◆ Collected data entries
/// Classify a type as placeholder-parseable.
fn classify_parse(ty: &syn::Type, index: &TypeIndex) -> Option<ValueParse> {
    let peeled = peel_type(ty);
    if let syn::Type::Reference(_) = ty {
        if type_ident(ty).as_deref() == Some("str") {
            return Some(ValueParse::StrRef);
        }
    }
    let ident = type_ident(peeled)?;
    match ident.as_str() {
        "String" => Some(ValueParse::Str),
        "str" => Some(ValueParse::StrRef),
        "bool" | "i8" | "i16" | "i32" | "i64" | "i128" | "isize" | "u8" | "u16" | "u32"
        | "u64" | "u128" | "usize" | "f32" | "f64" => Some(ValueParse::Parse(type_text(peeled))),
        other if index.has_trait(other, "FromStr") => Some(ValueParse::Parse(type_text(peeled))),
        _ => None,
    }
}

fn form_plan(
    route: &str,
    arg: &str,
    param_ty: &syn::Type,
    index: &TypeIndex,
    template_text: &str,
) -> Result<FormPlan, ResolveError> {
    let unsupported = || ResolveError::UnsupportedForm {
        route: route.to_string(),
        arg: arg.to_string(),
        found: type_text(param_ty),
    };
    let peeled = peel_type(param_ty);
    let ident = type_ident(peeled).ok_or_else(unsupported)?;

    if let Some(info) = index.struct_info(&ident) {
        let mut fields = Vec::with_capacity(info.fields.len());
        for field in &info.fields {
            let (is_vec, elem_ty) = vec_element(&field.ty);
            let parse = classify_parse(elem_ty, index).ok_or_else(unsupported)?;
            fields.push(FormField {
                ident: field.ident.clone(),
                key: field.name().to_string(),
                ty_text: type_text(&field.ty),
                is_vec,
                parse,
                validations: input_validations(template_text, field.name()),
            });
        }
        return Ok(FormPlan::Struct {
            ty_ident: ident,
            fields,
        });
    }

    // Scalar (or Vec of scalar) bound to the argument name itself.
    let (is_vec, elem_ty) = vec_element(param_ty);
    let parse = classify_parse(elem_ty, index).ok_or_else(unsupported)?;
    Ok(FormPlan::Scalar(FormField {
        ident: arg.to_string(),
        key: arg.to_string(),
        ty_text: type_text(param_ty),
        is_vec,
        parse,
        validations: input_validations(template_text, arg),
    }))
}

/// `Vec<T>` → `(true, T)`, anything else → `(false, itself)`.
fn vec_element(ty: &syn::Type) -> (bool, &syn::Type) {
    let peeled = peel_type(ty);
    if type_ident(peeled).as_deref() == Some("Vec") {
        if let Some(elem) = first_type_argument(peeled) {
            return (true, elem);
        }
    }
    (false, ty)
}

fn result_shape(route: &str, output: Option<&syn::Type>) -> Result<ResultShape, ResolveError> {
    let Some(output) = output else {
        return Ok(ResultShape::Value { ty: "()".into() });
    };
    let peeled = peel_type(output);
    match peeled {
        syn::Type::Tuple(tuple) if tuple.elems.len() == 2 => {
            let second = type_ident(&tuple.elems[1]);
            if second.as_deref() != Some("bool") {
                return Err(ResolveError::UnsupportedReturnShape {
                    route: route.to_string(),
                    found: type_text(output),
                });
            }
            Ok(ResultShape::ValueOk {
                ty: type_text(&tuple.elems[0]),
            })
        }
        syn::Type::Path(path) if path.path.segments.last().is_some_and(|s| s.ident == "Result") => {
            let args = result_arguments(peeled);
            let (ok, err) = match args.as_slice() {
                [ok] => (*ok, None),
                [ok, err] => (*ok, Some(*err)),
                _ => {
                    return Err(ResolveError::UnsupportedReturnShape {
                        route: route.to_string(),
                        found: type_text(output),
                    });
                }
            };
            let err_text = err.map(type_text);
            if is_unit(ok) {
                Ok(ResultShape::ErrorOnly { err: err_text })
            } else {
                Ok(ResultShape::ValueError {
                    ty: type_text(ok),
                    err: err_text,
                })
            }
        }
        _ => Ok(ResultShape::Value {
            ty: type_text(output),
        }),
    }
}

fn result_arguments(ty: &syn::Type) -> Vec<&syn::Type> {
    let syn::Type::Path(path) = ty else {
        return Vec::new();
    };
    let Some(last) = path.path.segments.last() else {
        return Vec::new();
    };
    let syn::PathArguments::AngleBracketed(args) = &last.arguments else {
        return Vec::new();
    };
    args.args
        .iter()
        .filter_map(|arg| match arg {
            syn::GenericArgument::Type(t) => Some(t),
            _ => None,
        })
        .collect()
}

fn is_unit(ty: &syn::Type) -> bool {
    matches!(peel_type(ty), syn::Type::Tuple(tuple) if tuple.elems.is_empty())
}

fn status_probe(shape: &ResultShape, index: &TypeIndex) -> StatusProbe {
    let mut probe = StatusProbe::default();
    let result_ident = syn::parse_str::<syn::Type>(shape.result_ty())
        .ok()
        .and_then(|ty| type_ident(&ty));
    if let Some(ident) = &result_ident {
        probe.result_method = index
            .method(ident, "status_code")
            .is_some_and(|m| m.takes_self && m.params.is_empty());
        probe.result_field = index
            .field(ident, "status_code")
            .is_some_and(|f| matches!(TypeRef::from_syn(&f.ty, index), TypeRef::Int));
    }
    let err_ident = match shape {
        ResultShape::ValueError { err, .. } | ResultShape::ErrorOnly { err } => err
            .as_ref()
            .and_then(|text| syn::parse_str::<syn::Type>(text).ok())
            .and_then(|ty| type_ident(&ty)),
        _ => None,
    };
    if let Some(ident) = err_ident {
        probe.error_method = index
            .method(&ident, "status_code")
            .is_some_and(|m| m.takes_self && m.params.is_empty());
    }
    probe
}

// ── naming ────────────────────────────────────────────────────────────────

/// Helper name for a route with a call: the call identifier itself.
fn call_helper_name(template_name: &str) -> String {
    routename::parse(template_name)
        .ok()
        .and_then(|r| r.call.map(|c| c.ident))
        .unwrap_or_else(|| derived_name_from(template_name))
}

/// Helper name for call-less routes: method + path words, snake_case.
fn derived_helper_name(route: &Route) -> String {
    let mut parts: Vec<String> = Vec::new();
    if let Some(method) = route.method {
        parts.push(method.to_string().to_lowercase());
    }
    for segment in &route.segments {
        match segment {
            crate::routename::Segment::Literal(s) => parts.push(sanitize(s)),
            crate::routename::Segment::Placeholder(n)
            | crate::routename::Segment::Wildcard(n) => parts.push(sanitize(n)),
            crate::routename::Segment::End => {}
        }
    }
    if parts.is_empty() {
        parts.push("root".into());
    }
    parts.retain(|p| !p.is_empty());
    parts.join("_")
}

fn derived_name_from(template_name: &str) -> String {
    sanitize(template_name)
}

fn sanitize(s: &str) -> String {
    let mut out: String = s
        .chars()
        .map(|c| if c.is_alphanumeric() { c.to_ascii_lowercase() } else { '_' })
        .collect();
    while out.contains("__") {
        out = out.replace("__", "_");
    }
    out.trim_matches('_').to_string()
}

/// Compact source text for a type.
pub fn type_text(ty: &syn::Type) -> String {
    let mut text = ty.to_token_stream().to_string();
    for (from, to) in [
        (" :: ", "::"),
        (" < ", "<"),
        (" >", ">"),
        ("< ", "<"),
        (" ,", ","),
        (", ", ","),
        ("& ", "&"),
    ] {
        text = text.replace(from, to);
    }
    text.replace(",", ", ").replace("&mut", "&mut ").replace("&mut  ", "&mut ")
}

/// The path-helper surface: method name → placeholder parameter types.
/// Only placeholder-bearing routes get helpers.
pub fn path_method_types(routes: &[ResolvedRoute], index: &TypeIndex) -> BTreeMap<String, Vec<TypeRef>> {
    let mut out = BTreeMap::new();
    for resolved in routes {
        let placeholders = resolved.route.placeholders();
        if placeholders.is_empty() {
            continue;
        }
        let params = placeholders
            .iter()
            .map(|(name, _)| {
                resolved
                    .method
                    .as_ref()
                    .and_then(|m| {
                        m.bindings.iter().find_map(|b| match b {
                            ArgBinding::Path {
                                name: bound,
                                ty_text,
                                ..
                            } if bound == name => syn::parse_str::<syn::Type>(ty_text)
                                .ok()
                                .map(|ty| TypeRef::from_syn(&ty, index)),
                            _ => None,
                        })
                    })
                    .unwrap_or(TypeRef::Str)
            })
            .collect();
        out.insert(resolved.helper_name.clone(), params);
    }
    out
}

// ── input validation scan ─────────────────────────────────────────────────

/// Find `<input name=KEY …>` in the template text and read its validation
/// attributes. Attribute values may be bare, single-, or double-quoted.
fn input_validations(text: &str, key: &str) -> Vec<Validation> {
    let mut out = Vec::new();
    let mut rest = text;
    while let Some(start) = rest.find("<input") {
        let tag = &rest[start..];
        let end = tag.find('>').map_or(tag.len(), |i| i + 1);
        let attrs = parse_attrs(&tag[..end]);
        if attrs.get("name").map(String::as_str) == Some(key) {
            if let Some(v) = attr_u64(&attrs, "minlength") {
                out.push(Validation::MinLength(v));
            }
            if let Some(v) = attr_u64(&attrs, "maxlength") {
                out.push(Validation::MaxLength(v));
            }
            if let Some(v) = attr_i64(&attrs, "min") {
                out.push(Validation::Min(v));
            }
            if let Some(v) = attr_i64(&attrs, "max") {
                out.push(Validation::Max(v));
            }
            if let Some(v) = attrs.get("pattern") {
                out.push(Validation::Pattern(v.clone()));
            }
            return out;
        }
        rest = &rest[start + end..];
    }
    out
}

fn attr_u64(attrs: &BTreeMap<String, String>, name: &str) -> Option<u64> {
    attrs.get(name)?.parse().ok()
}

fn attr_i64(attrs: &BTreeMap<String, String>, name: &str) -> Option<i64> {
    attrs.get(name)?.parse().ok()
}

fn parse_attrs(tag: &str) -> BTreeMap<String, String> {
    let mut out = BTreeMap::new();
    let body = tag.trim_start_matches("<input");
    let mut chars = body.char_indices().peekable();
    while let Some(&(i, c)) = chars.peek() {
        if c.is_whitespace() {
            chars.next();
            continue;
        }
        if c == '>' || c == '/' {
            break;
        }
        // Attribute name.
        let name_start = i;
        let mut name_end = body.len();
        while let Some(&(j, c)) = chars.peek() {
            if c == '=' || c.is_whitespace() || c == '>' || c == '/' {
                name_end = j;
                break;
            }
            chars.next();
        }
        let name = body[name_start..name_end].to_ascii_lowercase();
        // Optional value.
        let mut value = String::new();
        if let Some(&(_, '=')) = chars.peek() {
            chars.next();
            match chars.peek() {
                Some(&(_, quote @ ('"' | '\''))) => {
                    chars.next();
                    for (_, c) in chars.by_ref() {
                        if c == quote {
                            break;
                        }
                        value.push(c);
                    }
                }
                _ => {
                    while let Some(&(_, c)) = chars.peek() {
                        if c.is_whitespace() || c == '>' {
                            break;
                        }
                        value.push(c);
                        chars.next();
                    }
                }
            }
        }
        if !name.is_empty() {
            out.insert(name, value);
        }
    }
    out
}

◆ What needs to be done
Using the data above, repeat exactly the lines that begin at the line with "fn attr_u64(attrs: &BTreeMap<String, String>, name: &str)" and end at the line with "while let Some(&(i, c))", both ends included.

◆ Answer for the task
fn attr_u64(attrs: &BTreeMap<String, String>, name: &str) -> Option<u64> {
    attrs.get(name)?.parse().ok()
}

fn attr_i64(attrs: &BTreeMap<String, String>, name: &str) -> Option<i64> {
    attrs.get(name)?.parse().ok()
}

fn parse_attrs(tag: &str) -> BTreeMap<String, String> {
    let mut out = BTreeMap::new();
    let body = tag.trim_start_matches("<input");
    let mut chars = body.char_indices().peekable();
    while let Some(&(i, c)) = chars.peek() {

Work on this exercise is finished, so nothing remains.